### Data listing ###
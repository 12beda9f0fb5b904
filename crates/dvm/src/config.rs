//! Client and provider configuration, loaded from TOML.

use std::path::Path;
use std::time::Duration;

use nostr::{KIND_JOB_TEXT_GENERATION, is_hex_key, is_job_request_kind};
use serde::{Deserialize, Serialize};

use crate::error::{DvmError, Result};
use crate::provider::PricingConfig;

/// When the "paid" notice is released after an automatic payment.
#[derive(Debug, Clone, Copy, PartialEq, Eq, Default, Serialize, Deserialize)]
#[serde(rename_all = "kebab-case")]
pub enum PaymentContinuation {
    /// Emit the notice as soon as the wallet confirms.
    #[default]
    Optimistic,
    /// Hold the notice until the provider sends its next non-payment event.
    AwaitResumption,
}

/// Pay-to-continue settings.
#[derive(Debug, Clone, PartialEq, Eq, Serialize, Deserialize)]
pub struct PaymentConfig {
    /// Invoices at or below this amount are paid without asking.
    #[serde(default = "default_auto_pay_threshold_sats")]
    pub auto_pay_threshold_sats: u64,
    #[serde(default = "default_max_fee_sats")]
    pub max_fee_sats: u64,
    #[serde(default = "default_payment_timeout_secs")]
    pub payment_timeout_secs: u64,
    #[serde(default)]
    pub continuation: PaymentContinuation,
    /// Only used with `await-resumption`.
    #[serde(default = "default_resume_timeout_secs")]
    pub resume_timeout_secs: u64,
}

impl Default for PaymentConfig {
    fn default() -> Self {
        Self {
            auto_pay_threshold_sats: default_auto_pay_threshold_sats(),
            max_fee_sats: default_max_fee_sats(),
            payment_timeout_secs: default_payment_timeout_secs(),
            continuation: PaymentContinuation::default(),
            resume_timeout_secs: default_resume_timeout_secs(),
        }
    }
}

impl PaymentConfig {
    pub fn payment_timeout(&self) -> Duration {
        Duration::from_secs(self.payment_timeout_secs)
    }

    pub fn resume_timeout(&self) -> Duration {
        Duration::from_secs(self.resume_timeout_secs)
    }
}

/// Requester-side settings for [`crate::DvmLanguageModel`].
#[derive(Debug, Clone, PartialEq, Eq, Serialize, Deserialize)]
pub struct DvmConfig {
    /// Relays asked to carry responses (`relays` tag).
    #[serde(default)]
    pub relays: Vec<String>,
    #[serde(default = "default_job_kind")]
    pub job_kind: u16,
    /// Target provider. Required when `encrypt_requests` is set.
    pub provider_pubkey: Option<String>,
    #[serde(default)]
    pub encrypt_requests: bool,
    /// Fresh keypair for every request instead of a long-lived identity.
    #[serde(default = "default_true")]
    pub use_ephemeral_keys: bool,
    /// Maximum bid in millisats.
    pub bid_msats: Option<u64>,
    /// Model name passed as a `param` tag.
    pub model: Option<String>,
    #[serde(default = "default_query_timeout_ms")]
    pub query_timeout_ms: u64,
    /// Capacity of the queue between the subscription and the consumer.
    #[serde(default = "default_stream_buffer")]
    pub stream_buffer: usize,
    #[serde(default)]
    pub payment: PaymentConfig,
}

impl Default for DvmConfig {
    fn default() -> Self {
        Self {
            relays: Vec::new(),
            job_kind: default_job_kind(),
            provider_pubkey: None,
            encrypt_requests: false,
            use_ephemeral_keys: true,
            bid_msats: None,
            model: None,
            query_timeout_ms: default_query_timeout_ms(),
            stream_buffer: default_stream_buffer(),
            payment: PaymentConfig::default(),
        }
    }
}

impl DvmConfig {
    pub fn from_toml_str(raw: &str) -> Result<Self> {
        let config: Self = toml::from_str(raw)?;
        config.validate()?;
        Ok(config)
    }

    pub fn load(path: impl AsRef<Path>) -> Result<Self> {
        let path = path.as_ref();
        let raw = std::fs::read_to_string(path)
            .map_err(|e| DvmError::Config(format!("{}: {}", path.display(), e)))?;
        Self::from_toml_str(&raw)
    }

    pub fn validate(&self) -> Result<()> {
        if !is_job_request_kind(self.job_kind) {
            return Err(DvmError::Config(format!(
                "job_kind {} is outside 5000-5999",
                self.job_kind
            )));
        }
        if let Some(pk) = &self.provider_pubkey {
            if !is_hex_key(pk) {
                return Err(DvmError::Config(
                    "provider_pubkey must be 64 lowercase hex characters".to_string(),
                ));
            }
        }
        if self.encrypt_requests && self.provider_pubkey.is_none() {
            return Err(DvmError::Config(
                "encrypt_requests requires provider_pubkey".to_string(),
            ));
        }
        if self.stream_buffer == 0 {
            return Err(DvmError::Config("stream_buffer must be at least 1".to_string()));
        }
        Ok(())
    }

    pub fn query_timeout(&self) -> Duration {
        Duration::from_millis(self.query_timeout_ms)
    }
}

/// Settings for [`crate::provider::DvmProviderService`].
#[derive(Debug, Clone, PartialEq, Eq, Serialize, Deserialize)]
pub struct ProviderConfig {
    /// Request kinds this provider serves.
    #[serde(default = "default_supported_kinds")]
    pub supported_kinds: Vec<u16>,
    /// Model used when the request has no `model` param.
    #[serde(default = "default_model")]
    pub default_model: String,
    #[serde(default)]
    pub pricing: PricingConfig,
    #[serde(default = "default_invoice_poll_ms")]
    pub invoice_poll_interval_ms: u64,
    /// How long to wait for the customer to pay before giving up.
    #[serde(default = "default_payment_timeout_secs")]
    pub payment_timeout_secs: u64,
    #[serde(default = "default_query_timeout_ms")]
    pub query_timeout_ms: u64,
    /// Requests older than this are ignored, and remembered request ids are
    /// forgotten once they pass it.
    #[serde(default = "default_max_request_age_secs")]
    pub max_request_age_secs: u64,
}

impl Default for ProviderConfig {
    fn default() -> Self {
        Self {
            supported_kinds: default_supported_kinds(),
            default_model: default_model(),
            pricing: PricingConfig::default(),
            invoice_poll_interval_ms: default_invoice_poll_ms(),
            payment_timeout_secs: default_payment_timeout_secs(),
            query_timeout_ms: default_query_timeout_ms(),
            max_request_age_secs: default_max_request_age_secs(),
        }
    }
}

impl ProviderConfig {
    pub fn from_toml_str(raw: &str) -> Result<Self> {
        let config: Self = toml::from_str(raw)?;
        if let Some(kind) = config
            .supported_kinds
            .iter()
            .find(|k| !is_job_request_kind(**k))
        {
            return Err(DvmError::Config(format!(
                "supported kind {} is outside 5000-5999",
                kind
            )));
        }
        if config.pricing.min_price_msats > config.pricing.max_price_msats {
            return Err(DvmError::Config(
                "pricing.min_price_msats exceeds pricing.max_price_msats".to_string(),
            ));
        }
        Ok(config)
    }

    pub fn invoice_poll_interval(&self) -> Duration {
        Duration::from_millis(self.invoice_poll_interval_ms.max(1))
    }

    pub fn payment_timeout(&self) -> Duration {
        Duration::from_secs(self.payment_timeout_secs)
    }

    pub fn query_timeout(&self) -> Duration {
        Duration::from_millis(self.query_timeout_ms)
    }
}

fn default_job_kind() -> u16 {
    KIND_JOB_TEXT_GENERATION
}

fn default_true() -> bool {
    true
}

fn default_query_timeout_ms() -> u64 {
    5_000
}

fn default_stream_buffer() -> usize {
    64
}

fn default_auto_pay_threshold_sats() -> u64 {
    100
}

fn default_max_fee_sats() -> u64 {
    10
}

fn default_payment_timeout_secs() -> u64 {
    60
}

fn default_resume_timeout_secs() -> u64 {
    30
}

fn default_supported_kinds() -> Vec<u16> {
    vec![KIND_JOB_TEXT_GENERATION]
}

fn default_model() -> String {
    "llama3.2".to_string()
}

fn default_invoice_poll_ms() -> u64 {
    500
}

fn default_max_request_age_secs() -> u64 {
    600
}

#[cfg(test)]
mod tests {
    use super::*;
    use std::io::Write;

    #[test]
    fn test_defaults() {
        let config = DvmConfig::default();
        assert_eq!(config.job_kind, 5050);
        assert!(config.use_ephemeral_keys);
        assert_eq!(config.payment.continuation, PaymentContinuation::Optimistic);
        assert!(config.validate().is_ok());
    }

    #[test]
    fn test_empty_toml_uses_defaults() {
        let config = DvmConfig::from_toml_str("").unwrap();
        assert_eq!(config, DvmConfig::default());
    }

    #[test]
    fn test_parse_full_toml() {
        let raw = r#"
            relays = ["wss://relay.damus.io", "wss://nos.lol"]
            job_kind = 5100
            provider_pubkey = "3bf0c63fcb93463407af97a5e5ee64fa883d107ef9e558472c4eb9aaaefa459d"
            encrypt_requests = true
            bid_msats = 50000

            [payment]
            auto_pay_threshold_sats = 3
            continuation = "await-resumption"
            resume_timeout_secs = 5
        "#;

        let config = DvmConfig::from_toml_str(raw).unwrap();
        assert_eq!(config.relays.len(), 2);
        assert_eq!(config.job_kind, 5100);
        assert!(config.encrypt_requests);
        assert_eq!(config.payment.auto_pay_threshold_sats, 3);
        assert_eq!(
            config.payment.continuation,
            PaymentContinuation::AwaitResumption
        );
        assert_eq!(config.payment.max_fee_sats, 10);
        assert_eq!(config.payment.resume_timeout(), Duration::from_secs(5));
    }

    #[test]
    fn test_encryption_requires_provider() {
        let err = DvmConfig::from_toml_str("encrypt_requests = true").unwrap_err();
        assert!(matches!(err, DvmError::Config(_)));
    }

    #[test]
    fn test_rejects_result_kind() {
        assert!(DvmConfig::from_toml_str("job_kind = 6050").is_err());
    }

    #[test]
    fn test_rejects_unknown_continuation() {
        let raw = "[payment]\ncontinuation = \"eventually\"";
        assert!(matches!(
            DvmConfig::from_toml_str(raw),
            Err(DvmError::Config(_))
        ));
    }

    #[test]
    fn test_load_from_file() {
        let mut file = tempfile::NamedTempFile::new().unwrap();
        writeln!(file, "stream_buffer = 8").unwrap();
        writeln!(file, "model = \"mistral\"").unwrap();

        let config = DvmConfig::load(file.path()).unwrap();
        assert_eq!(config.stream_buffer, 8);
        assert_eq!(config.model.as_deref(), Some("mistral"));
    }

    #[test]
    fn test_load_missing_file() {
        let err = DvmConfig::load("/nonexistent/dvm.toml").unwrap_err();
        assert!(matches!(err, DvmError::Config(_)));
    }

    #[test]
    fn test_provider_config() {
        let raw = r#"
            supported_kinds = [5050, 5001]
            default_model = "mistral"

            [pricing]
            msats_per_token = 20
        "#;
        let config = ProviderConfig::from_toml_str(raw).unwrap();
        assert_eq!(config.supported_kinds, vec![5050, 5001]);
        assert_eq!(config.pricing.msats_per_token, 20);
        assert_eq!(config.invoice_poll_interval(), Duration::from_millis(500));
        assert_eq!(config.max_request_age_secs, 600);

        assert!(ProviderConfig::from_toml_str("supported_kinds = [7000]").is_err());
    }
}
###
Assignment »
Every line above with the word "must" is to be copied out.

Expected output »
                    "provider_pubkey must be 64 lowercase hex characters".to_string(),
            return Err(DvmError::Config("stream_buffer must be at least 1".to_string()));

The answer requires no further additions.